Sezen Selma, Karadayi Mehmet, Yesilyurt Fatma, Burul Feyza, Gulsahin Yusuf, Ozkaraca Mustafa, Okkay Ufuk, Gulluce Medine
Department of Medical Pharmacology, Faculty of Medicine, Agri Ibrahim Cecen University, Agri, Turkey.
Department of Biology, Ataturk University, Faculty of Science, Erzurum, Turkey.
Neurotoxicology. 2025 Jan;106:1-9. doi: 10.1016/j.neuro.2024.11.005. Epub 2024 Nov 29.
Parkinson's disease is one of the most prevalent neurodegenerative disorders worldwide. The kynurenine pathway associated with oxidative stress and neuroinflammation is recognized to contribute to its pathophysiology, although the exact mechanism is not fully elucidated. In neuroinflammation, IDO-1 catalyzes the conversion of tryptophan to neurotoxic QUIN through the kynurenine pathway. Consequently, QUIN increases oxidative stress via nNOS and NMDA, which causes neurodegeneration. Few studies have reported on the effect of different antiviral drugs in Parkinson's disease; the exact mechanism is still unknown. The antiviral acyclovir has been shown to have neuroprotective properties and can cross the blood-brain barrier. We examined acyclovir's effects and potential mechanisms in the 6-OHDA-induced in vitro model of Parkinson's disease in SH-SY5Y cells using biochemical, immunocytochemical, and in silico methods. MTT assay demonstrated that acyclovir significantly decreased cell mortality induced by the neurotoxic 6-OHDA at dosages of 3.2 µM, 6.4 µM, 12.8 µM, 25.6 µM, and 51.2 µM. In immunocytochemical analysis, acyclovir treatment decreased α-synuclein and TNF-α expressions in cells. In biochemical analyses, while IL-17A and TOS levels decreased depending on varying doses (1.6 µM, 3.2 µM, 6.4 µM, 12.8 µM), TAC levels increased. Using in silico analyses to investigate the mechanism showed that acyclovir docked with TNF-α, IL-17A, IDO-1, nNOS, α-synuclein, and NMDA. The findings demonstrated that acyclovir had neuroprotective effects by modulating the kynurenine pathway and decreasing neurodegeneration via QUIN inhibition in an in vitro Parkinson's disease model. Although the mechanisms of acyclovir's effects in Parkinson's disease are unclear, the results obtained from the experiments are encouraging.

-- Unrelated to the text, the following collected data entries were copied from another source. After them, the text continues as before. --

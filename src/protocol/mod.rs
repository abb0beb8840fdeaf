/// SMB dialect values and the protocol generation a session negotiated.
pub mod dialect;
/// SMB file identifiers.
pub mod file_id;
/// Oplock levels and the SMB1/SMB2 break notification bodies.
pub mod oplock_break;
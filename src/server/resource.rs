use std::fmt::{Debug, Formatter};

use crate::server::oplock::{SMBOplock, SMBOplockSnapshot};
use crate::server::open::Open;

/// A lockable file. Owns the oplock state for every open of it.
pub struct SMBOplockResource<O: Open> {
    path: String,
    named_stream: bool,
    oplock: SMBOplock<O>,
}

impl<O: Open> SMBOplockResource<O> {
    pub fn new<T: Into<String>>(path: T) -> Self {
        Self {
            path: path.into(),
            named_stream: false,
            oplock: SMBOplock::new(),
        }
    }

    /// An alternate data stream (`file:stream`) of a file.
    pub fn named_stream<T: Into<String>>(path: T) -> Self {
        Self {
            named_stream: true,
            ..Self::new(path)
        }
    }

    pub fn path(&self) -> &str {
        &self.path
    }

    pub fn is_named_stream(&self) -> bool {
        self.named_stream
    }

    pub fn oplock(&self) -> &SMBOplock<O> {
        &self.oplock
    }

    pub async fn snapshot(&self) -> SMBOplockSnapshot {
        self.oplock.snapshot().await
    }
}

impl<O: Open> Debug for SMBOplockResource<O> {
    fn fmt(&self, f: &mut Formatter<'_>) -> std::fmt::Result {
        f.debug_struct("SMBOplockResource")
            .field("path", &self.path)
            .field("named_stream", &self.named_stream)
            .finish()
    }
}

帕金森病是全球最常见的神经退行性疾病之一。尽管确切机制尚未完全阐明,但与氧化应激和神经炎症相关的犬尿氨酸途径被认为在其病理生理学中起作用。在神经炎症中,吲哚胺2,3-双加氧酶1(IDO-1)通过犬尿氨酸途径催化色氨酸转化为神经毒性喹啉酸(QUIN)。因此,QUIN通过神经元型一氧化氮合酶(nNOS)和N-甲基-D-天冬氨酸(NMDA)增加氧化应激,从而导致神经退行性变。很少有研究报道不同抗病毒药物对帕金森病的影响;确切机制仍然未知。抗病毒药物阿昔洛韦已被证明具有神经保护特性,并且可以穿过血脑屏障。我们使用生化、免疫细胞化学和计算机模拟方法,在SH-SY5Y细胞中6-羟基多巴胺(6-OHDA)诱导的帕金森病体外模型中研究了阿昔洛韦的作用及其潜在机制。MTT法表明,在3.2µM、6.4µM、12.8µM、25.6µM和51.2µM剂量下,阿昔洛韦显著降低了神经毒性6-OHDA诱导的细胞死亡率。在免疫细胞化学分析中,阿昔洛韦处理降低了细胞中α-突触核蛋白和肿瘤坏死因子-α(TNF-α)的表达。在生化分析中,虽然白细胞介素-17A(IL-17A)和总氧化应激(TOS)水平随剂量(1.6µM、3.2µM、6.4µM、12.8µM)变化而降低,但总抗氧化能力(TAC)水平升高。使用计算机模拟分析来研究机制表明,阿昔洛韦与TNF-α、IL-17A、IDO-1、nNOS、α-突触核蛋白和NMDA对接。研究结果表明,在体外帕金森病模型中,阿昔洛韦通过调节犬尿氨酸途径和抑制QUIN减少神经退行性变,从而具有神经保护作用。尽管阿昔洛韦在帕金森病中的作用机制尚不清楚,但实验获得的结果令人鼓舞。